**Problem details:**
For the listing below, show each line that includes the string "TurnRole".

**Exercise data:**

○ ○ ○ ○ ○ ○ ○

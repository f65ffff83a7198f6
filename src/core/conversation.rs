//! Conversation turn-taking state machine.
//!
//! `idle -> awaiting-reply -> idle`. A submission appends the user turn and a
//! pending assistant placeholder; resolution swaps the placeholder for the
//! finalized reply (or the apology) in the same, last, position.

use std::sync::Arc;

use super::collaborators::ReplyGenerator;
use super::error::{CollaboratorError, Rejection};
use super::models::{ConversationTurn, ResearchContext, TurnRole};

/// Shown in place of a reply when the generator fails.
pub const APOLOGY: &str = "I apologize, but I encountered an issue processing your question. \
Please try again or rephrase your query.";

/// Follow-ups offered once the conversation has started.
pub const SUGGESTED_QUESTIONS: [&str; 6] = [
    "Can you elaborate on the methodology used in these studies?",
    "What are the limitations of this research?",
    "How does this compare to other research in the field?",
    "What are the practical applications of these findings?",
    "Are there any contradictory findings I should be aware of?",
    "Can you search for more recent studies on this topic?",
];

/// Number of suggestions shown at once.
pub const VISIBLE_SUGGESTIONS: usize = 3;

#[derive(Debug, Clone, PartialEq, Eq)]
pub enum ConversationPhase {
    Idle,
    AwaitingReply { placeholder_id: String },
}

/// Ticket for one in-flight exchange, handed to the reply generator.
#[derive(Debug, Clone, PartialEq, Eq)]
pub struct PendingExchange {
    pub placeholder_id: String,
    pub prompt: String,
}

/// Ordered transcript plus the single-writer turn-taking state.
#[derive(Debug, Clone)]
pub struct Conversation {
    turns: Vec<ConversationTurn>,
    phase: ConversationPhase,
    context: Option<ResearchContext>,
}

impl Default for Conversation {
    fn default() -> Self {
        Self::new()
    }
}

impl Conversation {
    pub fn new() -> Self {
        Self {
            turns: Vec::new(),
            phase: ConversationPhase::Idle,
            context: None,
        }
    }

    /// Start a conversation grounded in earlier research, seeded with one
    /// assistant turn summarizing it.
    pub fn with_context(context: ResearchContext) -> Self {
        let opening = ConversationTurn::assistant(context_summary(&context))
            .with_sources(context.sources.iter().map(|s| s.id.clone()).collect());

        Self {
            turns: vec![opening],
            phase: ConversationPhase::Idle,
            context: Some(context),
        }
    }

    pub fn turns(&self) -> &[ConversationTurn] {
        &self.turns
    }

    pub fn phase(&self) -> &ConversationPhase {
        &self.phase
    }

    pub fn context(&self) -> Option<&ResearchContext> {
        self.context.as_ref()
    }

    pub fn is_awaiting_reply(&self) -> bool {
        matches!(self.phase, ConversationPhase::AwaitingReply { .. })
    }

    pub fn len(&self) -> usize {
        self.turns.len()
    }

    pub fn is_empty(&self) -> bool {
        self.turns.is_empty()
    }

    /// Submit a user turn.
    ///
    /// Blank text and submissions while a reply is outstanding are rejected
    /// without touching the transcript.
    pub fn submit(&mut self, text: &str) -> Result<PendingExchange, Rejection> {
        let text = text.trim();
        if text.is_empty() {
            return Err(Rejection::EmptyInput);
        }
        if self.is_awaiting_reply() {
            return Err(Rejection::ConcurrentSubmission);
        }

        let placeholder = ConversationTurn::placeholder();
        let placeholder_id = placeholder.id.clone();

        self.turns.push(ConversationTurn::user(text));
        self.turns.push(placeholder);
        self.phase = ConversationPhase::AwaitingReply {
            placeholder_id: placeholder_id.clone(),
        };

        log::debug!("Conversation awaiting reply (placeholder {placeholder_id})");

        Ok(PendingExchange {
            placeholder_id,
            prompt: text.to_string(),
        })
    }

    /// Replace the placeholder with the finalized reply or the apology.
    ///
    /// Returns false (and changes nothing) if `placeholder_id` is not the
    /// current in-flight exchange.
    pub fn resolve(
        &mut self,
        placeholder_id: &str,
        outcome: Result<String, CollaboratorError>,
    ) -> bool {
        match &self.phase {
            ConversationPhase::AwaitingReply { placeholder_id: current }
                if current == placeholder_id => {}
            _ => {
                log::debug!("Ignoring stale reply for placeholder {placeholder_id}");
                return false;
            }
        }

        let text = match outcome {
            Ok(reply) => reply,
            Err(e) => {
                log::warn!("Reply generation failed: {e}");
                APOLOGY.to_string()
            }
        };

        // The placeholder is always last while awaiting.
        if self
            .turns
            .last()
            .is_some_and(|t| t.pending && t.id == placeholder_id)
        {
            self.turns.pop();
        } else {
            self.turns.retain(|t| t.id != placeholder_id);
        }
        self.turns.push(ConversationTurn::assistant(text));
        self.phase = ConversationPhase::Idle;
        true
    }

    /// The most recent finished assistant turn.
    pub fn latest_reply(&self) -> Option<&ConversationTurn> {
        self.turns
            .iter()
            .rev()
            .find(|t| t.role == TurnRole::Assistant && !t.pending)
    }

    /// Suggested follow-ups, offered only while idle with a started transcript.
    pub fn suggestions(&self) -> &'static [&'static str] {
        if self.turns.is_empty() || self.is_awaiting_reply() {
            &[]
        } else {
            &SUGGESTED_QUESTIONS[..VISIBLE_SUGGESTIONS]
        }
    }

    /// Drop all turns. Refused while a reply is outstanding.
    pub fn clear(&mut self) -> Result<(), Rejection> {
        if self.is_awaiting_reply() {
            return Err(Rejection::ConcurrentSubmission);
        }
        self.turns.clear();
        Ok(())
    }
}

/// The opening assistant turn for a conversation seeded with research.
pub fn context_summary(context: &ResearchContext) -> String {
    format!(
        "I've analyzed your search for \"{}\" and found {} relevant sources. Here's what I \
         discovered:\n\n{}\n\nFeel free to ask me follow-up questions about these findings, \
         request specific details about any source, or explore related topics!",
        context.query,
        context.sources.len(),
        context.summary
    )
}

/// Run one exchange against the generator. Never retries.
pub async fn request_reply(
    generator: Arc<dyn ReplyGenerator>,
    exchange: &PendingExchange,
    context: Option<ResearchContext>,
) -> Result<String, CollaboratorError> {
    generator
        .generate_reply(exchange.prompt.clone(), context)
        .await
}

○ ○ ○ ○ ○ ○ ○

**Task answer:**
use super::models::{ConversationTurn, ResearchContext, TurnRole};
            .find(|t| t.role == TurnRole::Assistant && !t.pending)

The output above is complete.